The plaintiff commenced this action on May 24, 2022, six months and one day after the termination of her employment, against, among others, Northwell, South Shore University Hospital, where the plaintiff was working at the time of the termination of her employment, and Roseann Mignone, the plaintiff's supervisor at the time of the termination of the plaintiff's employment. Subsequently, Northwell, South Shore University Hospital, and Mignone (hereinafter collectively the defendants) moved, in effect, pursuant to CPLR 3211 (a) (5) to dismiss the complaint insofar as asserted against them as time-barred, citing the six-month contractual limitations period. In an order dated August 14, 2023, the Supreme Court denied the defendants' motion. The defendants appeal.
"Parties to a contract may agree to limit the period of time within which an action must be commenced to a period shorter than that provided by the applicable statute of limitations" (J Constr.
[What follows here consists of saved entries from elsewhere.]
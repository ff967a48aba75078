use crate::protocol::{AuthMethod, AuthRequest};
use std::fmt;
use std::sync::Arc;

/// UserPass holds username/password credentials as dictated
/// server-side
#[derive(Clone, PartialEq, Eq)]
pub struct UserPass {
    pub username: String,
    pub password: String,
}

impl fmt::Debug for UserPass {
    fn fmt(&self, f: &mut fmt::Formatter<'_>) -> fmt::Result {
        f.debug_struct("UserPass")
            .field("username", &self.username)
            .field("password", &"<redacted>")
            .finish()
    }
}

/// Authenticator checks username/password sub-negotiations against the one
/// configured credential. Cloning shares the credential.
#[derive(Clone, Debug)]
pub struct Authenticator {
    credential: Arc<UserPass>,
}

impl Authenticator {
    pub fn new(credential: UserPass) -> Self {
        Self {
            credential: Arc::new(credential),
        }
    }

    /// verify compares the raw request bytes against the credential.
    /// The comparison is not constant-time.
    pub fn verify(&self, request: &AuthRequest) -> bool {
        request.username == self.credential.username.as_bytes()
            && request.password == self.credential.password.as_bytes()
    }
}

/// select_auth_method picks the method to answer a greeting with.
/// Username/password is the only method served.
pub fn select_auth_method(client_methods: &[u8]) -> AuthMethod {
    const PREFERRED_METHODS: &[AuthMethod] = &[AuthMethod::UserPass];

    // Iterate through preferences in order. If there's a match
    // return it
    for &preferred in PREFERRED_METHODS {
        if client_methods.contains(&(preferred as u8)) {
            return preferred;
        }
    }

    AuthMethod::NoAcceptable
}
Co., LLC v Westchester Fire Ins. Co., 165 AD3d 1076, 1078 [2018]). " '[A]n agreement which modifies the Statute of Limitations by specifying a shorter, but reasonable, period within which to [*2]commence an action is enforceable provided it is in writing' " (Receivable Collection Servs., LLC v Nassau County, 227 AD3d 834, 834 [2024], quoting John J. Kassner & Co. v City of New York, 46 NY2d 544, 551 [1979]). CPLR 201 provides that an action "must be commenced within the time specified in this article unless a different time is prescribed by law or a shorter time is prescribed by written agreement."
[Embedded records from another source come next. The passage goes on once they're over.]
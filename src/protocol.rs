use crate::address::{self, TargetAddr};
use crate::error::ProtocolError;
use std::io;
use std::net::{Ipv4Addr, SocketAddrV4};
use tokio::io::{AsyncRead, AsyncReadExt};

// RSV: Fields marked RESERVED (RSV) must be set to X'00'.
pub const RSV: u8 = 0x00;

/// Length of every reply produced by encode_proxy_reply
pub const PROXY_REPLY_LEN: usize = 10;

/// Version represents available SOCKS proxy versions.
/// Only SOCKS5 is served.
#[repr(u8)]
#[derive(Debug, Clone, Copy, PartialEq, Eq)]
pub enum Version {
    SOCKS5 = 0x05,
}

/// AddressType represents the SOCKS5 address types accepted in a request
#[repr(u8)]
#[derive(Debug, Clone, Copy, PartialEq, Eq)]
pub enum AddressType {
    IPv4 = 0x01,
    DomainName = 0x03,
}

/// AddressType implementation block
impl AddressType {
    /// from_byte converts a byte to its related network address type
    pub fn from_byte(byte: u8) -> Option<Self> {
        match byte {
            0x01 => Some(AddressType::IPv4),
            0x03 => Some(AddressType::DomainName),
            _ => None,
        }
    }
}

/// AuthMethod represents the SOCKS5 authentication methods
/// this server can select
#[repr(u8)]
#[derive(Debug, Clone, Copy, PartialEq, Eq)]
pub enum AuthMethod {
    UserPass = 0x02,
    // 0x03 - 0x7f: IANA reserved
    // 0x80 - 0xFE: private methods
    NoAcceptable = 0xFF,
}

/// AuthStatus is the status byte of the username/password reply
#[repr(u8)]
#[derive(Debug, Clone, Copy, PartialEq, Eq)]
pub enum AuthStatus {
    Success = 0x00,
    Failure = 0xFF,
}

/// Command represents SOCKS5 protocol commands
#[repr(u8)]
#[derive(Debug, Clone, Copy, PartialEq, Eq)]
pub enum Command {
    Connect = 0x01,
    Bind = 0x02,
    UdpAssociate = 0x03,
}

/// Command implementation block
impl Command {
    /// from_byte converts a byte to its related SOCKS5 protocol command
    pub fn from_byte(byte: u8) -> Option<Self> {
        match byte {
            0x01 => Some(Command::Connect),
            0x02 => Some(Command::Bind),
            0x03 => Some(Command::UdpAssociate),
            _ => None,
        }
    }
}

/// ReplyCode is the REP field of a request reply. Connection refused
/// doubles as the general failure code for every dial problem.
#[repr(u8)]
#[derive(Debug, Clone, Copy, PartialEq, Eq)]
pub enum ReplyCode {
    Succeeded = 0x00,
    ConnectionRefused = 0x05,
}

/// Greeting represents a SOCKS5 client hello
#[derive(Debug, Clone, PartialEq, Eq)]
pub struct Greeting {
    /// SOCKS version -> 0x05
    pub version: u8,

    /// Authentication methods supported by the client
    pub methods: Vec<u8>,
}

/// AuthRequest is a username/password sub-negotiation request.
/// Credentials stay as raw bytes, the protocol does not mandate an encoding.
#[derive(Clone, PartialEq, Eq)]
pub struct AuthRequest {
    pub version: u8,
    pub username: Vec<u8>,
    pub password: Vec<u8>,
}

impl std::fmt::Debug for AuthRequest {
    fn fmt(&self, f: &mut std::fmt::Formatter<'_>) -> std::fmt::Result {
        f.debug_struct("AuthRequest")
            .field("version", &self.version)
            .field("username", &String::from_utf8_lossy(&self.username))
            .field("password", &"<redacted>")
            .finish()
    }
}

/// ProxyRequest represents a decoded client request
#[derive(Debug, Clone, PartialEq, Eq)]
pub struct ProxyRequest {
    pub version: u8,

    /// Raw command byte, commands other than CONNECT are refused by the session
    pub command: u8,

    pub address_type: AddressType,
    pub target: TargetAddr,
    pub port: u16,
}

impl ProxyRequest {
    /// is_connect reports whether this is a CONNECT request
    pub fn is_connect(&self) -> bool {
        Command::from_byte(self.command) == Some(Command::Connect)
    }
}

/// ProxyReply is the server's answer to a ProxyRequest
#[derive(Debug, Clone, Copy, PartialEq, Eq)]
pub struct ProxyReply {
    pub status: ReplyCode,
    pub address_type: AddressType,
    pub bound: SocketAddrV4,
}

impl ProxyReply {
    /// succeeded builds a success reply carrying the proxy's bound endpoint
    pub fn succeeded(bound: SocketAddrV4) -> Self {
        Self {
            status: ReplyCode::Succeeded,
            address_type: AddressType::IPv4,
            bound,
        }
    }

    /// failed builds a zero-filled failure reply that echoes the
    /// address type of the request it answers
    pub fn failed(status: ReplyCode, address_type: AddressType) -> Self {
        Self {
            status,
            address_type,
            bound: SocketAddrV4::new(Ipv4Addr::UNSPECIFIED, 0),
        }
    }

    pub fn is_success(&self) -> bool {
        self.status == ReplyCode::Succeeded
    }
}

/// read_field fills `buf` from the stream or fails. A stream that ends
/// before the buffer is full is a short read.
pub(crate) async fn read_field<R>(
    reader: &mut R,
    buf: &mut [u8],
    field: &'static str,
) -> Result<(), ProtocolError>
where
    R: AsyncRead + Unpin,
{
    match reader.read_exact(buf).await {
        Ok(_) => Ok(()),
        Err(e) if e.kind() == io::ErrorKind::UnexpectedEof => Err(ProtocolError::ShortRead(field)),
        Err(source) => Err(ProtocolError::Io { field, source }),
    }
}

/// read_u8 reads a single byte field
pub(crate) async fn read_u8<R>(reader: &mut R, field: &'static str) -> Result<u8, ProtocolError>
where
    R: AsyncRead + Unpin,
{
    let mut byte = [0u8; 1];
    read_field(reader, &mut byte, field).await?;
    Ok(byte[0])
}

/// decode_greeting reads the client hello. The version is checked before
/// the method list is read.
pub async fn decode_greeting<R>(reader: &mut R) -> Result<Greeting, ProtocolError>
where
    R: AsyncRead + Unpin,
{
    // ClientHello format
    // +----+----------+----------+
    // |VER | NMETHODS | METHODS  |
    // +----+----------+----------+
    // | 1  |    1     | 1 to 255 |
    // +----+----------+----------+

    let mut buf = [0u8; 2];
    read_field(reader, &mut buf, "greeting header").await?;

    let version = buf[0];
    let n_methods = buf[1];

    // Ensure version is 0x05 -> SOCKS5
    if version != Version::SOCKS5 as u8 {
        return Err(ProtocolError::Version(version));
    }

    let mut methods = vec![0u8; n_methods as usize];
    read_field(reader, &mut methods, "greeting methods").await?;

    Ok(Greeting { version, methods })
}

/// encode_method_selection builds the server's method choice
pub fn encode_method_selection(method: AuthMethod) -> [u8; 2] {
    // ServerChoice method selection reply format
    // +----+--------+
    // |VER | METHOD |
    // +----+--------+
    // | 1  |   1    |
    // +----+--------+
    [Version::SOCKS5 as u8, method as u8]
}

/// decode_auth_request reads a username/password sub-negotiation request,
/// one length-prefixed field at a time
pub async fn decode_auth_request<R>(reader: &mut R) -> Result<AuthRequest, ProtocolError>
where
    R: AsyncRead + Unpin,
{
    // Client Username/Password Request
    // +----+------+----------+------+----------+
    // |VER | ULEN |  UNAME   | PLEN |  PASSWD  |
    // +----+------+----------+------+----------+
    // | 1  |  1   | 1 to 255 |  1   | 1 to 255 |
    // +----+------+----------+------+----------+

    let version = read_u8(reader, "auth version").await?;

    let username_len = read_u8(reader, "username length").await?;
    let mut username = vec![0u8; username_len as usize];
    read_field(reader, &mut username, "username").await?;

    let password_len = read_u8(reader, "password length").await?;
    let mut password = vec![0u8; password_len as usize];
    read_field(reader, &mut password, "password").await?;

    Ok(AuthRequest {
        version,
        username,
        password,
    })
}

/// encode_auth_reply builds the username/password reply, echoing the
/// sub-negotiation version the client sent
pub fn encode_auth_reply(version: u8, success: bool) -> [u8; 2] {
    // Username/Password Server response
    // +----+--------+
    // |VER | STATUS |
    // +----+--------+
    // | 1  |   1    |
    // +----+--------+
    let status = if success {
        AuthStatus::Success
    } else {
        AuthStatus::Failure
    };
    [version, status as u8]
}

/// decode_proxy_request reads a client request. Domain names are returned
/// unresolved.
pub async fn decode_proxy_request<R>(reader: &mut R) -> Result<ProxyRequest, ProtocolError>
where
    R: AsyncRead + Unpin,
{
    // SOCKS5 request format
    // +----+-----+-------+------+----------+----------+
    // |VER | CMD |  RSV  | ATYP | DST.ADDR | DST.PORT |
    // +----+-----+-------+------+----------+----------+
    // | 1  |  1  | X'00' |  1   | Variable |    2     |
    // +----+-----+-------+------+----------+----------+

    let mut header = [0u8; 4];
    read_field(reader, &mut header, "request header").await?;

    let version = header[0];
    let command = header[1];
    // header[2] is RSV and is not checked

    if version != Version::SOCKS5 as u8 {
        return Err(ProtocolError::Version(version));
    }

    let address_type =
        AddressType::from_byte(header[3]).ok_or(ProtocolError::AddressType(header[3]))?;

    let target = address::read_target_addr(reader, address_type).await?;

    let mut port_buf = [0u8; 2];
    read_field(reader, &mut port_buf, "port").await?;
    let port = u16::from_be_bytes(port_buf);

    Ok(ProxyRequest {
        version,
        command,
        address_type,
        target,
        port,
    })
}

/// encode_proxy_reply builds the 10 byte reply to a request
pub fn encode_proxy_reply(reply: &ProxyReply) -> [u8; PROXY_REPLY_LEN] {
    // SOCKS5 reply format
    // +----+-----+-------+------+----------+----------+
    // |VER | REP |  RSV  | ATYP | BND.ADDR | BND.PORT |
    // +----+-----+-------+------+----------+----------+
    // | 1  |  1  | X'00' |  1   |    4     |    2     |
    // +----+-----+-------+------+----------+----------+

    let mut out = [0u8; PROXY_REPLY_LEN];
    out[0] = Version::SOCKS5 as u8;
    out[1] = reply.status as u8;
    out[2] = RSV;
    out[3] = reply.address_type as u8;
    out[4..8].copy_from_slice(&reply.bound.ip().octets());
    out[8..10].copy_from_slice(&reply.bound.port().to_be_bytes());
    out
}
Pursuant to CPLR 3211 (a) (5), " 'a moving defendant must establish, prima facie, that the time within which to commence the action has expired' " (Statharos v Statharos, 219 AD3d 651, 652 [2023], quoting Franklin v Hafftka, 140 AD3d 922, 924 [2016]). Once this threshold showing is met, the burden then shifts to the plaintiff to " 'raise a question of fact as to whether the statute of limitations was tolled or was otherwise inapplicable, or whether the action was actually commenced within the applicable limitations period' " (id., quoting Franklin v Hafftka, 140 AD3d at 924).
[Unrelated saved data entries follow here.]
use crate::error::ProtocolError;
use crate::protocol::{AddressType, read_field, read_u8};
use std::fmt;
use std::io;
use std::net::{Ipv4Addr, SocketAddr, SocketAddrV4};
use tokio::io::AsyncRead;

/// TargetAddr is the destination named in a client request
#[derive(Debug, Clone, PartialEq, Eq)]
pub enum TargetAddr {
    IPv4(Ipv4Addr),
    DomainName(String),
}

impl fmt::Display for TargetAddr {
    fn fmt(&self, f: &mut fmt::Formatter<'_>) -> fmt::Result {
        match self {
            TargetAddr::IPv4(ip) => write!(f, "{ip}"),
            TargetAddr::DomainName(domain) => write!(f, "{domain}"),
        }
    }
}

/// read_target_addr reads DST.ADDR for the given address type
pub async fn read_target_addr<R>(
    reader: &mut R,
    addr_type: AddressType,
) -> Result<TargetAddr, ProtocolError>
where
    R: AsyncRead + Unpin,
{
    match addr_type {
        AddressType::IPv4 => {
            let mut addr = [0u8; 4];
            read_field(reader, &mut addr, "IPv4 address").await?;
            Ok(TargetAddr::IPv4(Ipv4Addr::from(addr)))
        }
        AddressType::DomainName => {
            // First octet in DomainName contains the number of
            // octets to follow
            let len = read_u8(reader, "domain length").await?;

            let mut domain = vec![0u8; len as usize];
            read_field(reader, &mut domain, "domain name").await?;

            let domain = String::from_utf8(domain).map_err(|_| ProtocolError::InvalidDomain)?;
            Ok(TargetAddr::DomainName(domain))
        }
    }
}

/// resolve_ipv4 turns a request target into an IPv4 socket address.
/// Domain names take the first IPv4 answer from the system resolver.
pub async fn resolve_ipv4(target: &TargetAddr, port: u16) -> io::Result<SocketAddrV4> {
    match target {
        TargetAddr::IPv4(ip) => Ok(SocketAddrV4::new(*ip, port)),
        TargetAddr::DomainName(domain) => tokio::net::lookup_host((domain.as_str(), port))
            .await?
            .find_map(|addr| match addr {
                SocketAddr::V4(v4) => Some(v4),
                SocketAddr::V6(_) => None,
            })
            .ok_or_else(|| {
                io::Error::new(
                    io::ErrorKind::NotFound,
                    format!("no IPv4 address found for '{domain}'"),
                )
            }),
    }
}
use crate::{
    auth::{Authenticator, UserPass},
    config::Config,
    error::SessionError,
    session::{ConnectionSession, SessionSettings},
};
use anyhow::{Result, bail};
use std::{future::Future, net::SocketAddr, sync::Arc, time::Duration};
use tokio::{
    net::{TcpListener, TcpStream},
    sync::Semaphore,
};
use tracing::{error, info, warn};

/// Default cap on concurrently running sessions
pub const DEFAULT_MAX_SESSIONS: usize = 10;

/// Socks5Server represents a SOCKS5 server and houses related
/// configuration data
pub struct Socks5Server {
    pub listen_addr: String,
    authenticator: Authenticator,
    settings: SessionSettings,
    max_sessions: usize,
    listener: Option<TcpListener>,
}

/// Socks5Server implementation block
impl Socks5Server {
    /// new is a constructor for the Socks5Server type
    pub fn new(listen_addr: impl Into<String>, credential: UserPass) -> Self {
        Self {
            listen_addr: listen_addr.into(),
            authenticator: Authenticator::new(credential),
            settings: SessionSettings::default(),
            max_sessions: DEFAULT_MAX_SESSIONS,
            listener: None,
        }
    }

    /// from_config builds a server from a validated configuration
    pub fn from_config(config: &Config) -> Result<Self> {
        config.validate()?;
        Ok(Self::new(config.listen_addr(), config.credential()?)
            .with_max_sessions(config.max_sessions)
            .with_settings(config.session_settings()))
    }

    /// with_max_sessions caps how many sessions run at once; further
    /// clients wait in the accept backlog. Zero is treated as one.
    pub fn with_max_sessions(mut self, max_sessions: usize) -> Self {
        self.max_sessions = max_sessions.max(1);
        self
    }

    pub fn with_settings(mut self, settings: SessionSettings) -> Self {
        self.settings = settings;
        self
    }

    pub fn with_idle_timeout(mut self, idle_timeout: Duration) -> Self {
        self.settings.idle_timeout = idle_timeout;
        self
    }

    /// bind to the listen address; fails when called twice
    pub async fn bind(&mut self) -> Result<SocketAddr> {
        if self.listener.is_some() {
            bail!("bind can only be called once");
        }

        // Instantiate tokio listener
        let listener = TcpListener::bind(&self.listen_addr).await?;
        let addr = listener.local_addr()?;

        info!("SOCKS5 proxy listening on {:?}", addr);

        self.listener = Some(listener);
        Ok(addr)
    }

    /// run serves clients until the process ends
    pub async fn run(&mut self) -> Result<()> {
        self.run_until(std::future::pending::<()>()).await
    }

    /// run_until serves clients until `shutdown` resolves. Sessions already
    /// running are left to finish on their own.
    pub async fn run_until<F>(&mut self, shutdown: F) -> Result<()>
    where
        F: Future<Output = ()>,
    {
        if self.listener.is_none() {
            self.bind().await?;
        }
        let Some(listener) = self.listener.take() else {
            bail!("listener missing after bind");
        };

        let limiter = Arc::new(Semaphore::new(self.max_sessions));
        tokio::pin!(shutdown);

        loop {
            // Wait for a free session slot before accepting
            let permit = tokio::select! {
                _ = &mut shutdown => break,
                permit = Arc::clone(&limiter).acquire_owned() => permit?,
            };

            let (inbound, peer_addr) = tokio::select! {
                _ = &mut shutdown => break,
                accepted = listener.accept() => match accepted {
                    Ok(accepted) => accepted,
                    Err(e) => {
                        error!("failed to accept connection: {}", e);
                        // back off so descriptor exhaustion does not spin
                        tokio::time::sleep(Duration::from_millis(50)).await;
                        continue;
                    }
                },
            };

            // Clone for this connection
            let authenticator = self.authenticator.clone();
            let settings = self.settings;

            // Spawn async task
            tokio::spawn(async move {
                let _permit = permit;

                info!("new client: {}", peer_addr);

                handle_connection(inbound, peer_addr, authenticator, settings).await;
            });
        }

        info!("shutdown requested: no longer accepting connections");
        Ok(())
    }
}

/// handle_connection runs one session and logs how it ended
async fn handle_connection(
    stream: TcpStream,
    peer_addr: SocketAddr,
    authenticator: Authenticator,
    settings: SessionSettings,
) {
    let session = ConnectionSession::new(stream, authenticator, settings);

    match session.run().await {
        Ok(_) => info!("session with {} closed", peer_addr),
        Err(e @ SessionError::Auth { .. }) => warn!("{}: {}", peer_addr, e),
        Err(e) => warn!("session with {} aborted: {}", peer_addr, e),
    }
}
//! A lightweight SOCKS5 proxy library
//!
//! ## SOCKS5 Implementation
//!
//! - Features:
//!     - CONNECT to IPv4 and domain-name targets
//!     - Username/Password Authentication (required)
//!     - Async using tokio, one task per client session
//!     - Bounded number of concurrent sessions
//!     - Idle-timeout bounded relay
//! - [SOCKS5 (RFC 1928)](https://datatracker.ietf.org/doc/html/rfc1928)
//! - [Username/Password Authentication (RFC 1929)](https://datatracker.ietf.org/doc/html/rfc1929)
//!
//! # Example
//! ```no_run
//! use gatesocks::{Socks5Server, auth::UserPass};
//!
//! #[tokio::main]
//! async fn main() -> anyhow::Result<()> {
//!     let creds = UserPass {
//!         username: "admin".to_string(),
//!         password: "123".to_string(),
//!     };
//!     let mut server = Socks5Server::new("127.0.0.1:1080", creds).with_max_sessions(64);
//!     server.run().await
//! }
//! ```

pub mod address;
pub mod auth;
pub mod commands;
pub mod config;
pub mod error;
pub mod protocol;
pub mod relay;
pub mod server;
pub mod session;

// Re-export main types at crate root for convenience
pub use auth::{Authenticator, UserPass};
pub use config::Config;
pub use error::{ProtocolError, SessionError};
pub use protocol::{AuthMethod, Command, ReplyCode, Version};
pub use relay::{RelayEngine, RelayOutcome, RelaySummary};
pub use server::Socks5Server;
pub use session::{ConnectionSession, SessionSettings, SessionState};
impl<S> ConnectionSession<S>
where
    S: AsyncRead + AsyncWrite + Unpin,
{
    pub fn new(client: S, authenticator: Authenticator, settings: SessionSettings) -> Self {
        Self {
            client,
            authenticator,
            settings,
            state: SessionState::Greeting,
        }
    }

    pub fn state(&self) -> SessionState {
        self.state
    }

    /// run handles the full client/server SOCKS5 protocol flow. The client
    /// connection is closed on every path out of here; the upstream
    /// connection never outlives the call.
    pub async fn run(mut self) -> Result<RelaySummary, SessionError> {
        let result = self.drive().await;

        relay::close(&mut self.client).await;
        self.transition(match result {
            Ok(_) => SessionState::Closed,
            Err(_) => SessionState::Aborted,
        });

        result
    }

    async fn drive(&mut self) -> Result<RelaySummary, SessionError> {
        // A client that stalls before its request is complete is dropped
        // without a reply once the idle timeout runs out
        let idle = self.settings.idle_timeout;
        let request = match timeout(idle, self.negotiate()).await {
            Ok(request) => request?,
            Err(_) => return Err(SessionError::HandshakeTimeout(idle)),
        };

        // Anything but CONNECT is dropped without a reply
        if !request.is_connect() {
            return Err(SessionError::UnsupportedCommand(request.command));
        }

        let mut connect = match Connect::dial(&request, self.settings.connect_timeout).await {
            Ok(connect) => connect,
            Err(source) => {
                let reply =
                    ProxyReply::failed(ReplyCode::ConnectionRefused, request.address_type);
                self.send(&protocol::encode_proxy_reply(&reply), "proxy reply")
                    .await?;
                return Err(SessionError::UpstreamDial {
                    target: format!("{}:{}", request.target, request.port),
                    source,
                });
            }
        };

        self.send(&protocol::encode_proxy_reply(&connect.reply), "proxy reply")
            .await?;
        self.transition(SessionState::Relaying);

        let summary = RelayEngine::new(self.settings.idle_timeout)
            .pump(&mut self.client, &mut connect.upstream)
            .await;

        info!(
            "connection closed ({:?}): {} bytes from client, {} bytes from server",
            summary.outcome, summary.client_to_upstream, summary.upstream_to_client
        );

        Ok(summary)
    }

    /// negotiate runs method selection and authentication, then reads the
    /// client's request
    async fn negotiate(&mut self) -> Result<ProxyRequest, SessionError> {
        // Method negotiation
        let greeting = protocol::decode_greeting(&mut self.client).await?;
        let method = auth::select_auth_method(&greeting.methods);
        self.send(&protocol::encode_method_selection(method), "method selection")
            .await?;
        if method == AuthMethod::NoAcceptable {
            return Err(SessionError::NoAcceptableMethod);
        }
        self.transition(SessionState::MethodSelected);

        // Username/password sub-negotiation
        let credentials = protocol::decode_auth_request(&mut self.client).await?;
        let accepted = self.authenticator.verify(&credentials);
        self.send(
            &protocol::encode_auth_reply(credentials.version, accepted),
            "auth reply",
        )
        .await?;
        if !accepted {
            return Err(SessionError::Auth {
                username: String::from_utf8_lossy(&credentials.username).into_owned(),
            });
        }
        self.transition(SessionState::Authenticated);

        // Request
        let request = protocol::decode_proxy_request(&mut self.client).await?;
        self.transition(SessionState::RequestReceived);
        Ok(request)
    }

    async fn send(&mut self, message: &[u8], what: &'static str) -> Result<(), SessionError> {
        let res = match self.client.write_all(message).await {
            Ok(()) => self.client.flush().await,
            Err(e) => Err(e),
        };
        res.map_err(|source| SessionError::ClientWrite {
            message: what,
            source,
        })
    }

    fn transition(&mut self, next: SessionState) {
        debug!("session {:?} -> {:?}", self.state, next);
        self.state = next;
    }
}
Here, the defendants produced the employment application, which contained the provision regarding the six-month limitations period and which was signed by the plaintiff. The plaintiff does not dispute that her employment was terminated on November 23, 2021. The defendants therefore established, prima facie, that the limitations period expired on May 23, 2022. The plaintiff commenced this action on May 24, 2022, one day after the expiration of the limitations period.
In opposition, the plaintiff failed to raise a question of fact as to whether the shortened limitations period was unconscionable (see Eichholz v Panzer-Eichholz, 188 AD3d 820, 823-824 [2020]) or otherwise unenforceable (see Hunt v Raymour & Flanigan, 105 AD3d 1005, 1005-1006 [2013]).
Accordingly, the Supreme Court should have granted the defendants' motion, in effect, pursuant to CPLR 3211 (a) (5) to dismiss the complaint insofar as asserted against them as time-barred. Genovesi, J.P., Brathwaite Nelson, Landicino and Hom, JJ., concur.